Lee Rob and The Story of Heroku
Roger Stringer • June 01, 2022
3 min read
Heroku made it easy for any developer to build and run applications in the cloud without managing their own infrastructure. Now 15 years later, it continues to inspire the next generation of developers. Why did Heroku become so popular? What can we learn from their incredible developer experience? How is Heroku shaping the next generation of serverless?
Heroku set a new standard for developer experience. To deploy your application, you pushed code to git and received a URL. git push heroku main. That's it.
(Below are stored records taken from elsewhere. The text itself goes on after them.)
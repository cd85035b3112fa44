// Per-request state shared between lifecycle hooks and handler layers
// Carries the default-metrics start time, the do-not-track flag and an
// optional endpoint name, plus the task-local request info that zero-argument
// label providers read.
//
// Numan Thabit 2025 Nov

use axum::extract::MatchedPath;
use axum::http::{Method, Request};
use once_cell::sync::OnceCell;
use std::future::Future;
use std::sync::atomic::{AtomicBool, Ordering};
use std::sync::Arc;
use std::task::{Context, Poll};
use std::time::{Duration, Instant};
use tower::{Layer, Service};

/// Request-scoped flags introduced by the exporter. Stored as
/// `Arc<RequestState>` in the request extensions so layers nested deeper in
/// the stack can report back to the default-metrics layer.
#[derive(Debug)]
pub struct RequestState {
    started: Instant,
    do_not_track: AtomicBool,
    endpoint: OnceCell<String>,
}

impl Default for RequestState {
    fn default() -> Self {
        Self::new()
    }
}

impl RequestState {
    pub fn new() -> Self {
        Self {
            started: Instant::now(),
            do_not_track: AtomicBool::new(false),
            endpoint: OnceCell::new(),
        }
    }

    pub fn started(&self) -> Instant {
        self.started
    }

    /// Time since the request was stamped; never negative.
    pub fn elapsed(&self) -> Duration {
        Instant::now().saturating_duration_since(self.started)
    }

    pub fn mark_untracked(&self) {
        self.do_not_track.store(true, Ordering::Relaxed);
    }

    pub fn is_untracked(&self) -> bool {
        self.do_not_track.load(Ordering::Relaxed)
    }

    /// Name the endpoint serving this request. Only the first name sticks.
    pub fn set_endpoint(&self, name: &str) -> bool {
        self.endpoint.set(name.to_string()).is_ok()
    }

    pub fn endpoint(&self) -> Option<&str> {
        self.endpoint.get().map(String::as_str)
    }
}

pub fn state_of<B>(req: &Request<B>) -> Option<Arc<RequestState>> {
    req.extensions().get::<Arc<RequestState>>().cloned()
}

pub(crate) fn ensure_state<B>(req: &mut Request<B>) -> Arc<RequestState> {
    if let Some(state) = state_of(req) {
        return state;
    }
    let state = Arc::new(RequestState::new());
    req.extensions_mut().insert(state.clone());
    state
}

/// Snapshot of the request a tracked call belongs to.
#[derive(Debug, Clone)]
pub struct RequestInfo {
    method: Method,
    path: String,
    url_rule: Option<String>,
    state: Option<Arc<RequestState>>,
}

impl RequestInfo {
    pub fn from_request<B>(req: &Request<B>) -> Self {
        Self {
            method: req.method().clone(),
            path: req.uri().path().to_string(),
            url_rule: req
                .extensions()
                .get::<MatchedPath>()
                .map(|matched| matched.as_str().to_string()),
            state: state_of(req),
        }
    }

    pub fn method(&self) -> &Method {
        &self.method
    }

    pub fn path(&self) -> &str {
        &self.path
    }

    /// Route template the request matched, e.g. `/items/:id`.
    pub fn url_rule(&self) -> Option<&str> {
        self.url_rule.as_deref()
    }

    pub fn endpoint(&self) -> Option<String> {
        self.state
            .as_ref()
            .and_then(|state| state.endpoint().map(str::to_string))
    }

    pub fn state(&self) -> Option<&Arc<RequestState>> {
        self.state.as_ref()
    }
}

tokio::task_local! {
    static CURRENT_REQUEST: RequestInfo;
}

/// The request being served by the enclosing tracked handler, if any.
pub fn current_request() -> Option<RequestInfo> {
    CURRENT_REQUEST.try_with(RequestInfo::clone).ok()
}

pub(crate) fn scope<F: Future>(info: RequestInfo, fut: F) -> impl Future<Output = F::Output> {
    CURRENT_REQUEST.scope(info, fut)
}

#[derive(Debug, Clone)]
enum Mark {
    DoNotTrack,
    Endpoint(Arc<str>),
}

/// Marks requests before the handler runs: either opting them out of the
/// default metrics or naming their endpoint for `GroupBy::Endpoint`.
/// Explicit tracking layers on the same route still record.
#[derive(Debug, Clone)]
pub struct MarkLayer {
    mark: Mark,
}

impl MarkLayer {
    pub fn do_not_track() -> Self {
        Self { mark: Mark::DoNotTrack }
    }

    pub fn endpoint(name: impl AsRef<str>) -> Self {
        Self {
            mark: Mark::Endpoint(Arc::from(name.as_ref())),
        }
    }
}

impl<S> Layer<S> for MarkLayer {
    type Service = MarkService<S>;

    fn layer(&self, inner: S) -> Self::Service {
        MarkService {
            inner,
            mark: self.mark.clone(),
        }
    }
}

#[derive(Debug, Clone)]
pub struct MarkService<S> {
    inner: S,
    mark: Mark,
}

impl<S, B> Service<Request<B>> for MarkService<S>
where
    S: Service<Request<B>>,
{
    type Response = S::Response;
    type Error = S::Error;
    type Future = S::Future;

    fn poll_ready(&mut self, cx: &mut Context<'_>) -> Poll<Result<(), Self::Error>> {
        self.inner.poll_ready(cx)
    }

    fn call(&mut self, mut req: Request<B>) -> Self::Future {
        let state = ensure_state(&mut req);
        match &self.mark {
            Mark::DoNotTrack => state.mark_untracked(),
            Mark::Endpoint(name) => {
                state.set_endpoint(name);
            }
        }
        self.inner.call(req)
    }
}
Heroku would build your application remotely (in the cloud) and deploy it to their infrastructure. Developers weren't used to deployment being this easy or fast. Heroku was ahead of its time and “serverless” in the sense you didn't have to manage servers yourself.
I'm personally inspired by Heroku and have used the platform since 2012 for some side projects. We can learn a lot from their story and how it's shaped the software industry.
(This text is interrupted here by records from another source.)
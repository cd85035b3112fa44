// Exporter configuration
// Options accepted by the exporter, plus loading of the process environment
// (multiprocess directory, reloader detection, hostname) and of
// METRICS_* settings through the config crate.
//
// Numan Thabit 2025 Nov

use crate::errors::{ExporterError, Result};
use crate::request::RequestInfo;
use prometheus::Registry;
use serde::Deserialize;
use std::fmt;
use std::path::PathBuf;
use std::str::FromStr;
use std::sync::Arc;

/// Sentinel prefix value that disables the default metric prefix.
pub const NO_PREFIX: &str = "#no_prefix";
pub const DEFAULT_PREFIX: &str = "axum";
pub const DEFAULT_PATH: &str = "/metrics";
pub const DEFAULT_HOSTNAME: &str = "bayesian-api";

/// Prefix for the default metric names.
#[derive(Debug, Clone, PartialEq, Eq, Default)]
pub enum Prefix {
    #[default]
    Default,
    None,
    Custom(String),
}

impl Prefix {
    /// Leading part of every default metric name, separator included.
    pub fn render(&self) -> String {
        match self {
            Prefix::Default => format!("{DEFAULT_PREFIX}_"),
            Prefix::None => String::new(),
            Prefix::Custom(prefix) => format!("{prefix}_"),
        }
    }
}

impl From<&str> for Prefix {
    fn from(value: &str) -> Self {
        match value {
            "" => Prefix::Default,
            NO_PREFIX => Prefix::None,
            other => Prefix::Custom(other.to_string()),
        }
    }
}

type GroupFn = Arc<dyn Fn(&RequestInfo) -> String + Send + Sync>;

/// Request property the default metrics are grouped by. The label carrying
/// the group is named after it.
#[derive(Clone, Default)]
pub enum GroupBy {
    #[default]
    Path,
    /// Matched route template, e.g. `/items/:id`.
    UrlRule,
    /// Name given with `MetricsExporter::endpoint`.
    Endpoint,
    Custom { name: String, group: GroupFn },
}

impl GroupBy {
    pub fn custom<F>(name: impl Into<String>, group: F) -> Self
    where
        F: Fn(&RequestInfo) -> String + Send + Sync + 'static,
    {
        GroupBy::Custom {
            name: name.into(),
            group: Arc::new(group),
        }
    }

    pub fn label_name(&self) -> &str {
        match self {
            GroupBy::Path => "path",
            GroupBy::UrlRule => "url_rule",
            GroupBy::Endpoint => "endpoint",
            GroupBy::Custom { name, .. } => name,
        }
    }

    /// Group value for one request; falls back towards the raw path when the
    /// requested property is unknown for this request.
    pub fn value(&self, info: &RequestInfo) -> String {
        match self {
            GroupBy::Path => info.path().to_string(),
            GroupBy::UrlRule => info.url_rule().unwrap_or(info.path()).to_string(),
            GroupBy::Endpoint => info
                .endpoint()
                .or_else(|| info.url_rule().map(str::to_string))
                .unwrap_or_else(|| info.path().to_string()),
            GroupBy::Custom { group, .. } => group(info),
        }
    }
}

impl fmt::Debug for GroupBy {
    fn fmt(&self, f: &mut fmt::Formatter<'_>) -> fmt::Result {
        match self {
            GroupBy::Custom { name, .. } => f.debug_struct("Custom").field("name", name).finish(),
            other => f.write_str(other.label_name()),
        }
    }
}

impl FromStr for GroupBy {
    type Err = ExporterError;

    fn from_str(s: &str) -> Result<Self> {
        match s.trim().to_ascii_lowercase().as_str() {
            "path" => Ok(GroupBy::Path),
            "url_rule" | "rule" => Ok(GroupBy::UrlRule),
            "endpoint" => Ok(GroupBy::Endpoint),
            other => Err(ExporterError::config(format!("unsupported group_by: {other}"))),
        }
    }
}

/// Process environment the exporter reacts to.
#[derive(Debug, Clone, Default, Deserialize)]
pub struct RuntimeEnv {
    /// Shared snapshot directory; enables multiprocess mode.
    pub prometheus_multiproc_dir: Option<PathBuf>,
    pub hostname: Option<String>,
    /// Any non-empty value lets the endpoint register under the reloader.
    pub debug_metrics: Option<String>,
    /// Set by the auto-reloader in its child process.
    pub run_from_reloader: Option<String>,
}

impl RuntimeEnv {
    pub fn load() -> Result<Self> {
        Self::from_source(config::Environment::default())
    }

    fn from_source(source: config::Environment) -> Result<Self> {
        let cfg = config::Config::builder().add_source(source).build()?;
        Ok(cfg.try_deserialize()?)
    }

    pub fn hostname(&self) -> &str {
        self.hostname.as_deref().unwrap_or(DEFAULT_HOSTNAME)
    }

    pub fn multiprocess_dir(&self) -> Option<&PathBuf> {
        self.prometheus_multiproc_dir.as_ref().filter(|dir| !dir.as_os_str().is_empty())
    }

    pub fn is_running_from_reloader(&self) -> bool {
        is_set(&self.run_from_reloader)
    }

    pub fn debug_metrics(&self) -> bool {
        is_set(&self.debug_metrics)
    }
}

fn is_set(value: &Option<String>) -> bool {
    value.as_deref().map(|v| !v.is_empty()).unwrap_or(false)
}

/// `METRICS_*` settings for binaries that configure the exporter from the
/// environment.
#[derive(Debug, Clone, Default, Deserialize)]
pub struct ExporterSettings {
    pub path: Option<String>,
    pub export_defaults: Option<bool>,
    pub prefix: Option<String>,
    pub group_by: Option<String>,
    pub buckets: Option<Vec<f64>>,
    /// Port of the standalone metrics server, if one should run.
    pub port: Option<u16>,
    pub host: Option<String>,
    /// Bind address of the instrumented application.
    pub listen: Option<String>,
}

impl ExporterSettings {
    pub fn load() -> Result<Self> {
        Self::from_source(Self::environment())
    }

    fn environment() -> config::Environment {
        config::Environment::with_prefix("METRICS")
            .try_parsing(true)
            .list_separator(",")
            .with_list_parse_key("buckets")
    }

    fn from_source(source: config::Environment) -> Result<Self> {
        let cfg = config::Config::builder().add_source(source).build()?;
        Ok(cfg.try_deserialize()?)
    }

    pub fn into_options(self, env: RuntimeEnv) -> Result<MetricsOptions> {
        let group_by = match self.group_by.as_deref() {
            Some(raw) => raw.parse()?,
            None => GroupBy::default(),
        };
        let path = match self.path {
            Some(path) if path.is_empty() => None,
            Some(path) => Some(path),
            None => Some(DEFAULT_PATH.to_string()),
        };

        Ok(MetricsOptions {
            path,
            export_defaults: self.export_defaults.unwrap_or(true),
            prefix: self.prefix.as_deref().map(Prefix::from).unwrap_or_default(),
            group_by,
            buckets: self.buckets,
            registry: Registry::new(),
            env,
        })
    }
}

/// Options for `MetricsExporter::new`.
#[derive(Clone)]
pub struct MetricsOptions {
    /// Where the metrics endpoint is served; `None` skips registering it.
    pub path: Option<String>,
    pub export_defaults: bool,
    pub prefix: Prefix,
    pub group_by: GroupBy,
    /// Latency buckets of the default histogram; `None` keeps the registry defaults.
    pub buckets: Option<Vec<f64>>,
    pub registry: Registry,
    pub env: RuntimeEnv,
}

impl fmt::Debug for MetricsOptions {
    fn fmt(&self, f: &mut fmt::Formatter<'_>) -> fmt::Result {
        f.debug_struct("MetricsOptions")
            .field("path", &self.path)
            .field("export_defaults", &self.export_defaults)
            .field("prefix", &self.prefix)
            .field("group_by", &self.group_by)
            .field("buckets", &self.buckets)
            .field("env", &self.env)
            .finish_non_exhaustive()
    }
}

impl Default for MetricsOptions {
    fn default() -> Self {
        Self {
            path: Some(DEFAULT_PATH.to_string()),
            export_defaults: true,
            prefix: Prefix::Default,
            group_by: GroupBy::Path,
            buckets: None,
            registry: Registry::new(),
            env: RuntimeEnv::default(),
        }
    }
}

impl MetricsOptions {
    pub fn path(mut self, path: Option<&str>) -> Self {
        self.path = path.map(str::to_string);
        self
    }

    pub fn export_defaults(mut self, enabled: bool) -> Self {
        self.export_defaults = enabled;
        self
    }

    pub fn prefix(mut self, prefix: impl Into<Prefix>) -> Self {
        self.prefix = prefix.into();
        self
    }

    pub fn group_by(mut self, group_by: GroupBy) -> Self {
        self.group_by = group_by;
        self
    }

    pub fn buckets(mut self, buckets: Vec<f64>) -> Self {
        self.buckets = Some(buckets);
        self
    }

    pub fn registry(mut self, registry: Registry) -> Self {
        self.registry = registry;
        self
    }

    pub fn env(mut self, env: RuntimeEnv) -> Self {
        self.env = env;
        self
    }
}

#[cfg(test)]
mod tests {
    use super::*;
    use axum::http::Request;

    fn source(vars: &[(&str, &str)]) -> config::Map<String, String> {
        vars.iter().map(|(k, v)| (k.to_string(), v.to_string())).collect()
    }

    #[test]
    fn prefix_rendering() {
        assert_eq!(Prefix::from("").render(), "axum_");
        assert_eq!(Prefix::from(NO_PREFIX).render(), "");
        assert_eq!(Prefix::from("svc").render(), "svc_");
    }

    #[test]
    fn group_by_parsing() {
        assert!(matches!("path".parse::<GroupBy>().unwrap(), GroupBy::Path));
        assert!(matches!("URL_RULE".parse::<GroupBy>().unwrap(), GroupBy::UrlRule));
        assert!(matches!("endpoint".parse::<GroupBy>().unwrap(), GroupBy::Endpoint));
        assert!(matches!(
            "query".parse::<GroupBy>(),
            Err(ExporterError::Configuration(_))
        ));
    }

    #[test]
    fn group_values_fall_back_to_the_path() {
        let req = Request::builder().uri("/items/3").body(()).unwrap();
        let info = RequestInfo::from_request(&req);
        assert_eq!(GroupBy::Path.value(&info), "/items/3");
        assert_eq!(GroupBy::UrlRule.value(&info), "/items/3");
        assert_eq!(GroupBy::Endpoint.value(&info), "/items/3");

        let custom = GroupBy::custom("first_segment", |info| {
            info.path().split('/').nth(1).unwrap_or_default().to_string()
        });
        assert_eq!(custom.label_name(), "first_segment");
        assert_eq!(custom.value(&info), "items");
    }

    #[test]
    fn runtime_env_from_variables() {
        let env = RuntimeEnv::from_source(config::Environment::default().source(Some(source(&[
            ("PROMETHEUS_MULTIPROC_DIR", "/tmp/metrics"),
            ("RUN_FROM_RELOADER", "true"),
        ]))))
        .unwrap();

        assert_eq!(env.multiprocess_dir(), Some(&PathBuf::from("/tmp/metrics")));
        assert!(env.is_running_from_reloader());
        assert!(!env.debug_metrics());
        assert_eq!(env.hostname(), DEFAULT_HOSTNAME);
    }

    #[test]
    fn settings_from_variables() {
        let settings = ExporterSettings::from_source(ExporterSettings::environment().source(Some(source(&[
            ("METRICS_PATH", "/internal/metrics"),
            ("METRICS_EXPORT_DEFAULTS", "false"),
            ("METRICS_PREFIX", NO_PREFIX),
            ("METRICS_GROUP_BY", "url_rule"),
            ("METRICS_BUCKETS", "0.1,0.5,1"),
            ("METRICS_PORT", "9100"),
        ]))))
        .unwrap();

        assert_eq!(settings.port, Some(9100));
        let options = settings.into_options(RuntimeEnv::default()).unwrap();
        assert_eq!(options.path.as_deref(), Some("/internal/metrics"));
        assert!(!options.export_defaults);
        assert_eq!(options.prefix, Prefix::None);
        assert!(matches!(options.group_by, GroupBy::UrlRule));
        assert_eq!(options.buckets, Some(vec![0.1, 0.5, 1.0]));
    }

    #[test]
    fn empty_settings_keep_defaults() {
        let options = ExporterSettings::default().into_options(RuntimeEnv::default()).unwrap();
        assert_eq!(options.path.as_deref(), Some(DEFAULT_PATH));
        assert!(options.export_defaults);
        assert_eq!(options.prefix, Prefix::Default);
        assert!(options.buckets.is_none());
    }
}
- Git push to URL is incredibly powerful: When folks talk about Heroku 15 years later, they still mention git push heroku main. Heroku inspired platforms like Vercel with one command (vercel) to deploy your frontend globally, while having a singular remote (origin) and creating deeper integrations into first-party git providers (e.g. GitHub).
- Editing code in browser lowers the barrier to entry: While Heroku pivoted away from an in-browser IDE, their ideas have led (either directly or indirectly) to the creation of Codepen, CodeSandbox, GitHub CodeSpaces, Replit, StackBlitz, and more.
- Don't forget about solo developer productivity: Some developers still deploy monolithic applications to Heroku or other services like Fly.io, Railway, and Render to colocate their backend and frontend. They don't need (or want) to have microservices.
I'm also biased, as I work at Vercel, in believing serverless and Edge platforms are the future. Here's my thoughts on where we're headed:
- On the frontend, you want to git push and have your code close to your visitors globally. Platforms like Vercel help you go from idea to global app in seconds.
- On the backend, you (probably) don't want to scale Kubernetes yourself. There's now fully-managed Kubernetes (AWS EKS, Google Cloud GKE), as well as Google Cloud Run, which allows you to run and automatically scale stateless serverless containers.
- Serverless functions don't need health checks and are highly available (multi-az) without having to think about "number of dynos". For each concurrent request, you get a function instance. Scaling is not something you spend time tuning or thinking much about. Entire categories of commands like
ps:scaledisapper and become unnecessary.
Great article from Lee on Heroku and he makes a lot of good points at the end.